Task statement
Reproduce precisely the lines between the start of the data below and the line with "same connection pool.", both included.

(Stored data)
>>>>
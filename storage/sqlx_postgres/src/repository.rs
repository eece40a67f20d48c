use crate::configuration::DbSettings;
use anyhow::Context;
use sqlx::postgres::{PgPool, PgPoolOptions};
use std::sync::Arc;

/// Handle to the contact store. Cloning shares the same connection pool.
#[derive(Clone)]
pub struct Repository {
    pg_pool: Arc<PgPool>,
}

impl Repository {
    pub fn pool(&self) -> &PgPool {
        self.pg_pool.as_ref()
    }

    pub async fn new(settings: &DbSettings) -> anyhow::Result<Self> {
        let pg_pool = PgPoolOptions::new()
            .max_connections(settings.max_connections)
            .connect_with(settings.with_db())
            .await
            .context("Failed to connect to DB")
            .map(Arc::new)?;

        Ok(Self { pg_pool })
    }

    pub async fn close(&self) {
        self.pg_pool.close().await
    }

    #[cfg(any(test, feature = "testing"))]
    pub async fn new_test_repo() -> Self {
        use crate::configuration::Settings;
        use shared_kernel::configuration::config_from;
        use sqlx::Executor;
        use sqlx::{Connection, PgConnection};
        use std::path::Path;
        use uuid::Uuid;

        let file = Path::new(env!("CARGO_MANIFEST_DIR")).join("../../configuration/test.yaml");
        let settings = config_from::<Settings>(&file).expect("Failed to read test settings");
        let (connection_options, _) = settings.database.without_db();

        let mut connection = PgConnection::connect_with(&connection_options)
            .await
            .expect("Failed to connect to Postgres");

        let db_name = Uuid::new_v4();
        connection
            .execute(&*format!(r#"CREATE DATABASE "{}";"#, db_name))
            .await
            .expect("Failed to create database.");

        let connection_with_db_name = connection_options.database(&db_name.to_string());

        let connection_pool = PgPool::connect_with(connection_with_db_name)
            .await
            .expect("Failed to connect to Postgres.");

        let test_repo = Self {
            pg_pool: Arc::new(connection_pool),
        };
        test_repo
            .migrate()
            .await
            .expect("Failed to migrate the database");

        test_repo
    }
}
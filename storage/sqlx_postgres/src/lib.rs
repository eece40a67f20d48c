pub mod configuration;
pub mod contacts;
pub mod migrations;
pub mod repository;
use chrono::Utc;
use serde::{Deserialize, Serialize};
use thiserror::Error;
use uuid::Uuid;

const CONTACT_ID_LENGTH: usize = 24;

#[derive(Error, Debug, Clone, PartialEq, Eq)]
#[error("Invalid contact ID format")]
pub struct InvalidContactId;

/// Store identifier of a contact: 24 hex characters, a 4 byte timestamp followed
/// by 8 random bytes.
#[derive(Clone, Debug, Eq, Hash, Ord, PartialEq, PartialOrd, Serialize, Deserialize)]
#[serde(try_from = "String", into = "String")]
pub struct ContactId(String);

impl ContactId {
    pub fn generate() -> Self {
        let seconds = Utc::now().timestamp() as u32;
        let random = Uuid::new_v4();
        let tail: String = random.as_bytes()[..8]
            .iter()
            .map(|byte| format!("{byte:02x}"))
            .collect();
        ContactId(format!("{seconds:08x}{tail}"))
    }

    pub fn parse(value: &str) -> Result<Self, InvalidContactId> {
        let is_valid = value.len() == CONTACT_ID_LENGTH
            && value.chars().all(|character| character.is_ascii_hexdigit());
        if !is_valid {
            return Err(InvalidContactId);
        }
        Ok(ContactId(value.to_ascii_lowercase()))
    }

    pub fn inner(&self) -> String {
        self.0.clone()
    }
}

impl std::fmt::Display for ContactId {
    fn fmt(&self, f: &mut std::fmt::Formatter) -> std::fmt::Result {
        self.0.fmt(f)
    }
}

impl AsRef<str> for ContactId {
    fn as_ref(&self) -> &str {
        &self.0
    }
}

impl TryFrom<String> for ContactId {
    type Error = InvalidContactId;

    fn try_from(value: String) -> Result<Self, Self::Error> {
        ContactId::parse(&value)
    }
}

impl From<ContactId> for String {
    fn from(id: ContactId) -> Self {
        id.0
    }
}
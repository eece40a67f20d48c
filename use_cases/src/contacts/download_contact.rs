use crate::contacts::document::RenderedDocument;
use crate::contacts::{document_file_name, ContactError, ContactsRepo, DocumentRenderer};
use anyhow::anyhow;
use async_trait::async_trait;
use entities::contacts::ContactId;
use std::sync::Arc;

/// A freshly rendered document together with the name it is downloaded under.
#[derive(Debug)]
pub struct DownloadableDocument {
    pub file_name: String,
    pub document: RenderedDocument,
}

#[async_trait]
pub trait DownloadContactInteractor: Send + Sync {
    async fn download(&self, id: &str) -> Result<DownloadableDocument, ContactError>;
}

pub struct DownloadContactImpl {
    repo: Arc<dyn ContactsRepo>,
    renderer: Arc<dyn DocumentRenderer>,
}

impl DownloadContactImpl {
    pub fn new(repo: Arc<dyn ContactsRepo>, renderer: Arc<dyn DocumentRenderer>) -> Self {
        Self { repo, renderer }
    }
}

#[async_trait]
impl DownloadContactInteractor for DownloadContactImpl {
    #[tracing::instrument(err, skip(self), level = "info")]
    async fn download(&self, id: &str) -> Result<DownloadableDocument, ContactError> {
        // A malformed id fails like a lookup error (500), never as a 404.
        let id = ContactId::parse(id)
            .map_err(|_| anyhow!("Cast to ContactId failed for value \"{id}\""))?;
        let contact = self
            .repo
            .find_by_id(&id)
            .await?
            .ok_or(ContactError::NotFound)?;

        let document = self.renderer.render(&contact).await?;

        Ok(DownloadableDocument {
            file_name: document_file_name(&contact),
            document,
        })
    }
}

#[cfg(test)]
mod tests {
    use super::{DownloadContactImpl, DownloadContactInteractor};
    use crate::contacts::fixtures::{contact, rendered_document, transient_file, MISSING_ID};
    use crate::contacts::{ContactError, MockContactsRepo, MockDocumentRenderer};
    use std::sync::Arc;

    #[tokio::test]
    async fn test_that_missing_contact_is_not_rendered() {
        let mut repo = MockContactsRepo::new();
        repo.expect_find_by_id().returning(|_| Ok(None));
        let mut renderer = MockDocumentRenderer::new();
        renderer.expect_render().times(0);
        let interactor = DownloadContactImpl::new(Arc::new(repo), Arc::new(renderer));

        let result = interactor.download(MISSING_ID).await;

        assert!(matches!(result, Err(ContactError::NotFound)));
    }

    #[tokio::test]
    async fn test_that_malformed_id_fails_without_a_lookup() {
        let mut repo = MockContactsRepo::new();
        repo.expect_find_by_id().times(0);
        let interactor =
            DownloadContactImpl::new(Arc::new(repo), Arc::new(MockDocumentRenderer::new()));

        let result = interactor.download("not-a-valid-id").await;

        match result {
            Err(ContactError::Internal(err)) => assert_eq!(
                err.to_string(),
                "Cast to ContactId failed for value \"not-a-valid-id\""
            ),
            other => panic!("expected an internal error, got {other:?}"),
        }
    }

    #[tokio::test]
    async fn test_that_document_is_named_after_the_contact() {
        let stored = contact();
        let id = stored.id.to_string();
        let mut repo = MockContactsRepo::new();
        repo.expect_find_by_id()
            .returning(move |_| Ok(Some(stored.clone())));
        let path = transient_file();
        let document_path = path.clone();
        let mut renderer = MockDocumentRenderer::new();
        renderer
            .expect_render()
            .times(1)
            .returning(move |_| Ok(rendered_document(&document_path)));
        let interactor = DownloadContactImpl::new(Arc::new(repo), Arc::new(renderer));

        let downloadable = interactor.download(&id).await.unwrap();

        assert_eq!(downloadable.file_name, "Ada_contact.pdf");
        assert_eq!(downloadable.document.path(), path.as_path());
        assert!(path.exists());
        drop(downloadable);
        assert!(!path.exists());
    }
}
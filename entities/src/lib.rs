pub mod contacts;
use actix_web::{web, HttpResponse};

async fn health_check() -> HttpResponse {
    HttpResponse::Ok().finish()
}

pub fn init_routes(cfg: &mut web::ServiceConfig) {
    cfg.service(web::resource("/health_check").route(web::get().to(health_check)));
}
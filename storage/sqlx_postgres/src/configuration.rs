use secrecy::{ExposeSecret, Secret};
use serde::Deserialize;
use serde_aux::field_attributes::deserialize_number_from_string;
use sqlx::postgres::{PgConnectOptions, PgSslMode};

#[derive(Debug, Deserialize)]
pub struct Settings {
    pub database: DbSettings,
}

type DbName = String;
#[derive(Debug, Deserialize, Clone)]
pub struct DbSettings {
    host: String,
    #[serde(deserialize_with = "deserialize_number_from_string")]
    port: u16,
    username: String,
    password: Secret<String>,
    database_name: DbName,
    require_ssl: bool,
    #[serde(deserialize_with = "deserialize_number_from_string")]
    pub max_connections: u32,
}

impl DbSettings {
    pub fn without_db(&self) -> (PgConnectOptions, DbName) {
        let ssl_mode = if self.require_ssl {
            PgSslMode::Require
        } else {
            PgSslMode::Prefer
        };
        (
            PgConnectOptions::new()
                .host(&self.host)
                .username(&self.username)
                .password(self.password.expose_secret())
                .port(self.port)
                .ssl_mode(ssl_mode),
            self.database_name.clone(),
        )
    }

    pub fn with_db(&self) -> PgConnectOptions {
        let (options, database_name) = self.without_db();
        options.database(&database_name)
    }
}
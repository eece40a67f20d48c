use crate::errors::ApiError;
use crate::use_case_app_container::UseCaseAppContainer;
use actix_web::http::header::{
    Charset, ContentDisposition, DispositionParam, DispositionType, ExtendedValue,
};
use actix_web::{web, HttpResponse};
use anyhow::Context;
use bytes::Bytes;
use futures::Stream;
use std::pin::Pin;
use std::task::{Context as TaskContext, Poll};
use tokio::fs::File;
use tokio_util::io::ReaderStream;
use use_cases::contacts::document::RenderedDocument;
use use_cases::contacts::download_contact::DownloadableDocument;

/// Response body that owns the rendered document, so the file outlives the transfer
/// and is removed once the body is dropped.
pub(crate) struct DocumentStream {
    inner: ReaderStream<File>,
    _document: RenderedDocument,
}

impl DocumentStream {
    pub(crate) async fn open(document: RenderedDocument) -> anyhow::Result<Self> {
        let file = File::open(document.path())
            .await
            .with_context(|| format!("Failed to open {}", document.path().display()))?;
        Ok(Self {
            inner: ReaderStream::new(file),
            _document: document,
        })
    }
}

impl Stream for DocumentStream {
    type Item = Result<Bytes, std::io::Error>;

    fn poll_next(mut self: Pin<&mut Self>, cx: &mut TaskContext<'_>) -> Poll<Option<Self::Item>> {
        Pin::new(&mut self.inner).poll_next(cx)
    }
}

/// `attachment` disposition with an ASCII `filename` and, for other names, a UTF-8 `filename*`.
fn attachment(file_name: &str) -> ContentDisposition {
    let file_name: String = file_name.chars().filter(|c| !c.is_control()).collect();
    let fallback: String = file_name
        .chars()
        .map(|c| if c.is_ascii() && c != '"' && c != '\\' { c } else { '_' })
        .collect();

    let mut parameters = vec![DispositionParam::Filename(fallback)];
    if !file_name.is_ascii() {
        parameters.push(DispositionParam::FilenameExt(ExtendedValue {
            charset: Charset::Ext("UTF-8".to_owned()),
            language_tag: None,
            value: file_name.into_bytes(),
        }));
    }

    ContentDisposition {
        disposition: DispositionType::Attachment,
        parameters,
    }
}

#[tracing::instrument(err, skip(app), level = "info")]
pub(super) async fn download_contact(
    id: web::Path<String>,
    app: web::Data<UseCaseAppContainer>,
) -> Result<HttpResponse, ApiError> {
    let DownloadableDocument {
        file_name,
        document,
    } = app.get_client().download_contact().download(&id).await?;

    let body = DocumentStream::open(document).await?;

    Ok(HttpResponse::Ok()
        .content_type("application/pdf")
        .insert_header(attachment(&file_name))
        .streaming(body))
}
<<<<
The answer
filename storage/sqlx_postgres/src/repository.rs
repository eece40a67f20d48c
use crate::configuration::DbSettings;
use anyhow::Context;
use sqlx::postgres::{PgPool, PgPoolOptions};
use std::sync::Arc;

/// Handle to the contact store. Cloning shares the same connection pool.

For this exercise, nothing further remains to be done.